Ketika MBS baru tahap-tahap awal dilaksanakan di Amerika Serikat, factor pendukung sumber daya manusia belum memadai. Walaupun Site-Based Management ( SBM) telah popular di Amerika Serikat, manfaatnya belum banyak dimengerti secara baik oleh para pelaku pendidikan. Di banyak distrik SBM memiliki asumsi bahwa penerapan strategi ini akan mambimbing kea rah perbaikan kualitas keputusan dan meningkatkan program sekolah. Namun, banyak diantaranya mereka yang belum mengerti proses pencapaian tujuan MBS itu. Akhirnya, banyak waktu dan tenaga yang dicurahkan oleh para partisipasipan sekolah dalam implementasi MBS yang belum komplet tersebut. Konsekuensinya adalah munculnya kefrustasian, ketidakpuasan, menghabiskan tenaga dan akhirnya kembali pada pola sebelumnya. Oleh karena itu, pada tahap awal implementasi MBS harus dipersiapkan program sosialisasi yang matang agarc berbagai pihak yang terkait dengan pelaksanaan pendidikan di sekolah menyadari akan pentingnya implementasi pendidikan.
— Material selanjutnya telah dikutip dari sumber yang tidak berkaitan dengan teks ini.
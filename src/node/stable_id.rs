//! Content-derived stable node ids.
//!
//! An id hashes the node's type, token, position, roles and the ids of its
//! children in order, so identical subtrees share an id and any change
//! propagates to every ancestor. Ids are the first 8 bytes of a blake3
//! digest, hex encoded.

use super::Node;

/// Length of a rendered id in hex characters
pub const STABLE_ID_LEN: usize = 16;

impl Node {
    /// Compute and store stable ids for every node in this subtree
    pub fn assign_stable_ids(&mut self) {
        let mut ids = compute_ids(self).into_iter();
        self.transform_in_place(|node| {
            if let Some(id) = ids.next() {
                node.id = id;
            }
            true
        });
        tracing::trace!(root = %self.id, "assigned stable ids");
    }

    /// Stable id of this subtree without touching the tree
    pub fn stable_id(&self) -> String {
        compute_ids(self).into_iter().next().unwrap_or_default()
    }
}

/// Ids of the whole subtree, indexed by pre-order position.
fn compute_ids(root: &Node) -> Vec<String> {
    let mut ids = vec![String::new(); root.subtree_size()];
    // (node, next child, pre-order index)
    let mut frames: Vec<(&Node, usize, usize)> = vec![(root, 0, 0)];
    let mut next_index = 1;
    let mut finished: Vec<String> = Vec::new();

    while let Some(frame) = frames.last_mut() {
        let node = frame.0;
        if frame.1 < node.children.len() {
            let child = &node.children[frame.1];
            frame.1 += 1;
            frames.push((child, 0, next_index));
            next_index += 1;
            continue;
        }
        let index = frame.2;
        frames.pop();
        let child_ids = finished.split_off(finished.len() - node.children.len());
        let id = hash_node(node, &child_ids);
        ids[index] = id.clone();
        finished.push(id);
    }

    ids
}

fn hash_node(node: &Node, child_ids: &[String]) -> String {
    let mut hasher = blake3::Hasher::new();
    write_str(&mut hasher, &node.node_type);
    write_str(&mut hasher, &node.token);

    if let Some(pos) = &node.pos {
        for field in [
            pos.start_line,
            pos.start_col,
            pos.start_offset,
            pos.end_line,
            pos.end_col,
            pos.end_offset,
        ] {
            hasher.update(&u64::from(field).to_le_bytes());
        }
    }

    hasher.update(&(node.roles.len() as u64).to_le_bytes());
    for role in &node.roles {
        write_str(&mut hasher, role);
    }

    hasher.update(&(child_ids.len() as u64).to_le_bytes());
    for id in child_ids {
        write_str(&mut hasher, id);
    }

    let digest = hasher.finalize();
    digest.as_bytes()[..STABLE_ID_LEN / 2]
        .iter()
        .map(|b| format!("{:02x}", b))
        .collect()
}

// Length-prefixed so ("ab", "c") and ("a", "bc") never collide
fn write_str(hasher: &mut blake3::Hasher, value: &str) {
    hasher.update(&(value.len() as u64).to_le_bytes());
    hasher.update(value.as_bytes());
}
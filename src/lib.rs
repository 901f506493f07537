//! # uastq - Universal AST query engine
//!
//! Language-agnostic syntax trees and a small pipe-composed query language
//! for extracting and filtering their nodes.
//!
//! uastq provides:
//! - A universal tree model (`Node`) with iterative traversal, transforms and stable ids
//! - A query DSL (`map`, `filter`, `rmap`, `rfilter`, `reduce`, field access, operators)
//! - A compiler lowering parsed queries into reusable query functions
//! - A lock-free node pool for the literal values queries synthesize
//!
//! ```no_run
//! use uastq::{Node, QueryEngine};
//!
//! let tree = Node::builder()
//!     .node_type("File")
//!     .child(Node::with_token("Function", "main"))
//!     .build();
//!
//! let engine = QueryEngine::default();
//! let functions = engine.query(&tree, "rfilter(.type == \"Function\")").unwrap();
//! assert_eq!(functions.len(), 1);
//! ```

pub mod config;
pub mod dsl;
pub mod node;
pub mod query;

// Re-exports for convenient access
pub use config::EngineConfig;
pub use dsl::{parse, DslNode, ParseError};
pub use node::{Node, NodeBuilder, NodeKey, NodePool, Positions};
pub use query::engine::{CompiledQuery, QueryEngine};
pub use query::{LowerError, NodeRef, QueryFn, QueryFunc};

/// Result type alias for uastq operations
pub type Result<T> = std::result::Result<T, Error>;

/// Error types for uastq operations
#[derive(Debug, thiserror::Error)]
pub enum Error {
    #[error("empty query")]
    EmptyQuery,

    #[error(transparent)]
    Parse(#[from] ParseError),

    #[error("lowering error: {0}")]
    Lower(#[from] LowerError),

    #[error("JSON error: {0}")]
    Json(#[from] serde_json::Error),

    #[error("invalid config: {0}")]
    InvalidConfig(String),
}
Berdasarkan pengalaman Reynolds (1997) dalam menerapkan MBS di Amerika Serikat, yang paling memakan waktu adalah dalam membangun tim local yang berpusat pada tiga hal: yaitu isu-isu yang berkaitan dengan organisasi tim local dan upaya untuk mendefinisikan tujuannya, isu-isu yang berkaitan dengan manajemen di samping isu pengajaran, dan usulan yang ditolak oleh tingkat yang tinggi dalam suatu distrik.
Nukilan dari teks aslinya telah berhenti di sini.